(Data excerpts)
*** Begin section ***

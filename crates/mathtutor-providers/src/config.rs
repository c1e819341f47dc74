//! Application configuration and provider factory.

use std::collections::HashMap;
use std::path::{Path, PathBuf};
use std::time::Duration;

use anyhow::{Context, Result};
use serde::{Deserialize, Serialize};

use mathtutor_core::engine::TutorConfig;
use mathtutor_core::prompts::{DEFAULT_SYSTEM_PROMPT, PROBLEM_PROMPT};
use mathtutor_core::traits::LlmProvider;

use crate::gemini::GeminiProvider;
use crate::mock::MockProvider;
use crate::openai::OpenAiProvider;

/// Configuration for a single generation service.
///
/// Note: Custom Debug impl masks API keys to prevent accidental exposure in logs.
#[derive(Clone, Serialize, Deserialize)]
#[serde(tag = "type", rename_all = "lowercase")]
pub enum ProviderConfig {
    Gemini {
        api_key: String,
        #[serde(default)]
        base_url: Option<String>,
    },
    OpenAI {
        api_key: String,
        #[serde(default)]
        base_url: Option<String>,
        #[serde(default)]
        org_id: Option<String>,
    },
    Mock,
}

impl std::fmt::Debug for ProviderConfig {
    fn fmt(&self, f: &mut std::fmt::Formatter<'_>) -> std::fmt::Result {
        match self {
            ProviderConfig::Gemini {
                api_key: _,
                base_url,
            } => f
                .debug_struct("Gemini")
                .field("api_key", &"***")
                .field("base_url", base_url)
                .finish(),
            ProviderConfig::OpenAI {
                api_key: _,
                base_url,
                org_id,
            } => f
                .debug_struct("OpenAI")
                .field("api_key", &"***")
                .field("base_url", base_url)
                .field("org_id", org_id)
                .finish(),
            ProviderConfig::Mock => f.write_str("Mock"),
        }
    }
}

/// Top-level mathtutor configuration.
#[derive(Debug, Clone, Serialize, Deserialize)]
pub struct MathtutorConfig {
    /// Provider configurations keyed by name.
    #[serde(default)]
    pub providers: HashMap<String, ProviderConfig>,
    /// Provider used unless overridden on the command line.
    #[serde(default = "default_provider")]
    pub default_provider: String,
    /// Model passed to the provider.
    #[serde(default = "default_model")]
    pub default_model: String,
    #[serde(default = "default_temperature")]
    pub temperature: f64,
    #[serde(default = "default_max_tokens")]
    pub max_tokens: u32,
    /// Max retries on transient provider errors.
    #[serde(default = "default_retries")]
    pub max_retries: u32,
    /// Initial delay between retries in milliseconds.
    #[serde(default = "default_retry_delay")]
    pub retry_delay_ms: u64,
    /// sqlx connection URL for the problem store.
    #[serde(default = "default_database_url")]
    pub database_url: String,
    /// Address the HTTP server listens on.
    #[serde(default = "default_bind_addr")]
    pub bind_addr: String,
    /// Prompt used to generate a new problem.
    #[serde(default = "default_problem_prompt")]
    pub problem_prompt: String,
    /// System prompt sent with every generation call.
    #[serde(default = "default_system_prompt")]
    pub system_prompt: Option<String>,
}

fn default_provider() -> String {
    "gemini".to_string()
}
fn default_model() -> String {
    "gemini-2.5-flash".to_string()
}
fn default_temperature() -> f64 {
    0.7
}
fn default_max_tokens() -> u32 {
    1024
}
fn default_retries() -> u32 {
    2
}
fn default_retry_delay() -> u64 {
    1000
}
fn default_database_url() -> String {
    "sqlite://mathtutor.db".to_string()
}
fn default_bind_addr() -> String {
    "127.0.0.1:3000".to_string()
}
fn default_problem_prompt() -> String {
    PROBLEM_PROMPT.to_string()
}
fn default_system_prompt() -> Option<String> {
    Some(DEFAULT_SYSTEM_PROMPT.to_string())
}

impl Default for MathtutorConfig {
    fn default() -> Self {
        Self {
            providers: HashMap::new(),
            default_provider: default_provider(),
            default_model: default_model(),
            temperature: default_temperature(),
            max_tokens: default_max_tokens(),
            max_retries: default_retries(),
            retry_delay_ms: default_retry_delay(),
            database_url: default_database_url(),
            bind_addr: default_bind_addr(),
            problem_prompt: default_problem_prompt(),
            system_prompt: default_system_prompt(),
        }
    }
}

impl MathtutorConfig {
    /// Settings for the lifecycle controller.
    pub fn tutor_config(&self) -> TutorConfig {
        TutorConfig {
            model: self.default_model.clone(),
            max_tokens: self.max_tokens,
            temperature: self.temperature,
            system_prompt: self.system_prompt.clone(),
            problem_prompt: self.problem_prompt.clone(),
            max_retries: self.max_retries,
            retry_delay: Duration::from_millis(self.retry_delay_ms),
        }
    }

    /// Build the named provider, or the default one when `name` is `None`.
    ///
    /// `mock` is always available, even when not configured.
    pub fn provider(&self, name: Option<&str>) -> Result<Box<dyn LlmProvider>> {
        let name = name.unwrap_or(self.default_provider.as_str());
        match self.providers.get(name) {
            Some(config) => create_provider(name, config),
            None if name == "mock" => Ok(Box::new(MockProvider::tutor())),
            None => anyhow::bail!(
                "provider '{name}' is not configured; add [providers.{name}] to mathtutor.toml \
                 or set GEMINI_API_KEY"
            ),
        }
    }
}

/// Resolve environment variable references like `${VAR_NAME}` in a string.
fn resolve_env_vars(s: &str) -> String {
    let mut result = s.to_string();
    while let Some(start) = result.find("${") {
        if let Some(end) = result[start..].find('}') {
            let var_name = &result[start + 2..start + end];
            let value = std::env::var(var_name).unwrap_or_default();
            result = format!(
                "{}{}{}",
                &result[..start],
                value,
                &result[start + end + 1..]
            );
        } else {
            break;
        }
    }
    result
}

fn resolve_provider_config(config: &ProviderConfig) -> ProviderConfig {
    match config {
        ProviderConfig::Gemini { api_key, base_url } => ProviderConfig::Gemini {
            api_key: resolve_env_vars(api_key),
            base_url: base_url.as_ref().map(|u| resolve_env_vars(u)),
        },
        ProviderConfig::OpenAI {
            api_key,
            base_url,
            org_id,
        } => ProviderConfig::OpenAI {
            api_key: resolve_env_vars(api_key),
            base_url: base_url.as_ref().map(|u| resolve_env_vars(u)),
            org_id: org_id.as_ref().map(|o| resolve_env_vars(o)),
        },
        ProviderConfig::Mock => ProviderConfig::Mock,
    }
}

/// Load configuration from well-known paths.
///
/// Search order:
/// 1. `mathtutor.toml` in the current directory
/// 2. `~/.config/mathtutor/config.toml`
///
/// Environment variable overrides: `MATHTUTOR_GEMINI_KEY` (or `GEMINI_API_KEY`),
/// `MATHTUTOR_OPENAI_KEY`.
pub fn load_config() -> Result<MathtutorConfig> {
    load_config_from(None)
}

/// Load config from an explicit path, or search the default locations.
pub fn load_config_from(path: Option<&Path>) -> Result<MathtutorConfig> {
    let config_path = match path {
        Some(p) if p.exists() => Some(p.to_path_buf()),
        Some(p) => anyhow::bail!("config file not found: {}", p.display()),
        None => {
            let local = PathBuf::from("mathtutor.toml");
            if local.exists() {
                Some(local)
            } else {
                dirs_path()
                    .map(|dir| dir.join("config.toml"))
                    .filter(|global| global.exists())
            }
        }
    };

    let mut config = match config_path {
        Some(path) => {
            let content = std::fs::read_to_string(&path)
                .with_context(|| format!("failed to read config: {}", path.display()))?;
            toml::from_str::<MathtutorConfig>(&content)
                .with_context(|| format!("failed to parse config: {}", path.display()))?
        }
        None => MathtutorConfig::default(),
    };

    apply_env_overrides(&mut config);

    config.providers = config
        .providers
        .iter()
        .map(|(k, v)| (k.clone(), resolve_provider_config(v)))
        .collect();
    config.database_url = resolve_env_vars(&config.database_url);

    Ok(config)
}

fn apply_env_overrides(config: &mut MathtutorConfig) {
    let gemini_key = std::env::var("MATHTUTOR_GEMINI_KEY")
        .or_else(|_| std::env::var("GEMINI_API_KEY"))
        .ok()
        .filter(|k| !k.is_empty());
    if let Some(key) = gemini_key {
        let entry = config
            .providers
            .entry("gemini".into())
            .or_insert(ProviderConfig::Gemini {
                api_key: String::new(),
                base_url: None,
            });
        if let ProviderConfig::Gemini { api_key, .. } = entry {
            *api_key = key;
        }
    }

    if let Ok(key) = std::env::var("MATHTUTOR_OPENAI_KEY") {
        let entry = config
            .providers
            .entry("openai".into())
            .or_insert(ProviderConfig::OpenAI {
                api_key: String::new(),
                base_url: None,
                org_id: None,
            });
        if let ProviderConfig::OpenAI { api_key, .. } = entry {
            *api_key = key;
        }
    }
}

fn dirs_path() -> Option<PathBuf> {
    std::env::var("HOME")
        .ok()
        .map(|h| PathBuf::from(h).join(".config").join("mathtutor"))
}

/// Create a provider instance from its configuration.
pub fn create_provider(name: &str, config: &ProviderConfig) -> Result<Box<dyn LlmProvider>> {
    match config {
        ProviderConfig::Gemini { api_key, base_url } => {
            if api_key.is_empty() {
                anyhow::bail!("provider '{name}' has an empty api_key");
            }
            Ok(Box::new(GeminiProvider::new(api_key, base_url.clone())))
        }
        ProviderConfig::OpenAI {
            api_key,
            base_url,
            org_id,
        } => Ok(Box::new(OpenAiProvider::new(
            api_key,
            base_url.clone(),
            org_id.clone(),
        ))),
        ProviderConfig::Mock => Ok(Box::new(MockProvider::tutor())),
    }
}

*** End section ***

- **WHAT IS BEING ASKED**
Reproduce each line of the records in which "value" appears.

- **REPLY**
            let value = std::env::var(var_name).unwrap_or_default();
                value,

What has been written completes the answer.